Detailed walkthrough of Python's class system including inheritance, multiple inheritance, and special methods. Bookmark this one.

1 — Defining a Class

Python classes feel very similar to ES6 classes, but with a key difference: every instance method explicitly receives self as its first parameter — there's no implicit this.

JavaScript
class Dog {
  constructor(name, breed) {
    this.name = name;
    this.breed = breed;
    this.tricks = [];
  }

  bark() {
    return `${this.name} says Woof!`;
  }

  learn(trick) {
    this.tricks.push(trick);
  }

  toString() {
    return `Dog(${this.name})`;
  }
}

const d = new Dog("Rex", "Lab");
console.log(d.bark());
Python
class Dog:
    def __init__(self, name, breed):
        self.name = name
        self.breed = breed
        self.tricks = []

    def bark(self):
        return f"{self.name} says Woof!"

    def learn(self, trick):
        self.tricks.append(trick)

    def __repr__(self):
        return f"Dog({self.name!r})"

# No 'new' keyword needed
d = Dog("Rex", "Lab")
print(d.bark())
💡 self is explicit, not magic

self is just a convention — you could name it anything. But always use self. Python passes the instance automatically as the first argument whenever you call a method on an object. That's all self is.

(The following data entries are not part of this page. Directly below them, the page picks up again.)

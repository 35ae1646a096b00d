//! AES-256-CBC encryption keyed from arbitrary seed material.
//!
//! Graphene memos derive both the AES key and the IV from a single seed:
//! `SHA-512(seed)` supplies the 32-byte key (bytes 0..32) and the 16-byte IV
//! (bytes 32..48). Plaintext is padded with PKCS#7, so ciphertext is always a
//! whole number of 16-byte blocks.
//!
//! CBC chaining and padding are implemented directly over the `aes` block
//! primitive.

use aes::cipher::generic_array::GenericArray;
use aes::cipher::{BlockDecrypt, BlockEncrypt, KeyInit};
use aes::Aes256;
use zeroize::Zeroize;

use crate::hash::sha512;
use crate::PrimitivesError;

/// AES block size in bytes.
pub const BLOCK_SIZE: usize = 16;

/// AES-256 key length in bytes.
pub const KEY_LEN: usize = 32;

/// CBC initialization vector length in bytes.
pub const IV_LEN: usize = 16;

/// An AES-256 key and CBC initialization vector pair.
///
/// The key material is wiped when the value is dropped.
pub struct CbcKey {
    key: [u8; KEY_LEN],
    iv: [u8; IV_LEN],
}

impl CbcKey {
    /// Create a key from an explicit AES key and IV.
    pub fn new(key: [u8; KEY_LEN], iv: [u8; IV_LEN]) -> Self {
        CbcKey { key, iv }
    }

    /// Derive the key and IV from seed material.
    ///
    /// # Arguments
    /// * `seed` - Arbitrary-length key material (for memos: `shared_secret || nonce`).
    ///
    /// # Returns
    /// A `CbcKey` with key = `SHA-512(seed)[0..32]` and IV = `SHA-512(seed)[32..48]`.
    pub fn from_seed(seed: &[u8]) -> Self {
        let mut digest = sha512(seed);
        let mut key = [0u8; KEY_LEN];
        let mut iv = [0u8; IV_LEN];
        key.copy_from_slice(&digest[..KEY_LEN]);
        iv.copy_from_slice(&digest[KEY_LEN..KEY_LEN + IV_LEN]);
        digest.zeroize();
        CbcKey { key, iv }
    }

    /// Encrypt `plaintext` with AES-256-CBC and PKCS#7 padding.
    ///
    /// # Returns
    /// The ciphertext, `(plaintext.len() / 16 + 1) * 16` bytes long.
    pub fn encrypt(&self, plaintext: &[u8]) -> Vec<u8> {
        let cipher = Aes256::new(GenericArray::from_slice(&self.key));

        let pad = BLOCK_SIZE - plaintext.len() % BLOCK_SIZE;
        let mut padded = Vec::with_capacity(plaintext.len() + pad);
        padded.extend_from_slice(plaintext);
        padded.resize(plaintext.len() + pad, pad as u8);

        let mut chain = self.iv;
        let mut ciphertext = Vec::with_capacity(padded.len());
        for chunk in padded.chunks_exact(BLOCK_SIZE) {
            let mut block = GenericArray::clone_from_slice(chunk);
            xor_in_place(&mut block, &chain);
            cipher.encrypt_block(&mut block);
            chain.copy_from_slice(&block);
            ciphertext.extend_from_slice(&block);
        }

        padded.zeroize();
        ciphertext
    }

    /// Decrypt AES-256-CBC ciphertext and strip PKCS#7 padding.
    ///
    /// # Returns
    /// The plaintext, a `DecryptionError` if the ciphertext is not a positive
    /// multiple of the block size, or `InvalidPadding` if the padding is malformed
    /// (wrong key or tampered ciphertext).
    pub fn decrypt(&self, ciphertext: &[u8]) -> Result<Vec<u8>, PrimitivesError> {
        if ciphertext.is_empty() || ciphertext.len() % BLOCK_SIZE != 0 {
            return Err(PrimitivesError::DecryptionError(format!(
                "ciphertext length {} is not a positive multiple of {}",
                ciphertext.len(),
                BLOCK_SIZE
            )));
        }

        let cipher = Aes256::new(GenericArray::from_slice(&self.key));

        let mut chain = self.iv;
        let mut plaintext = Vec::with_capacity(ciphertext.len());
        for chunk in ciphertext.chunks_exact(BLOCK_SIZE) {
            let mut block = GenericArray::clone_from_slice(chunk);
            cipher.decrypt_block(&mut block);
            xor_in_place(&mut block, &chain);
            chain.copy_from_slice(chunk);
            plaintext.extend_from_slice(&block);
        }

        let pad = plaintext[plaintext.len() - 1] as usize;
        if pad == 0
            || pad > BLOCK_SIZE
            || plaintext[plaintext.len() - pad..].iter().any(|&b| b as usize != pad)
        {
            plaintext.zeroize();
            return Err(PrimitivesError::InvalidPadding);
        }
        plaintext.truncate(plaintext.len() - pad);
        Ok(plaintext)
    }
}

impl Drop for CbcKey {
    fn drop(&mut self) {
        self.key.zeroize();
        self.iv.zeroize();
    }
}

fn xor_in_place(block: &mut [u8], other: &[u8; BLOCK_SIZE]) {
    for (b, o) in block.iter_mut().zip(other.iter()) {
        *b ^= o;
    }
}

2 — Class vs Instance Variables

class Counter:
    count = 0      # ← class variable, shared across all instances

    def __init__(self, name):
        self.name = name   # ← instance variable, unique to each instance
        Counter.count += 1

c1 = Counter("first")
c2 = Counter("second")

print(Counter.count)   # 2
print(c1.name)         # "first"
print(c2.name)         # "second"
⚠ Class variable mutation trap

If a class variable is a mutable type (list, dict), all instances share the same object. This is the same mutable-default trap from Lesson 2 — always initialize mutable state in __init__ with self.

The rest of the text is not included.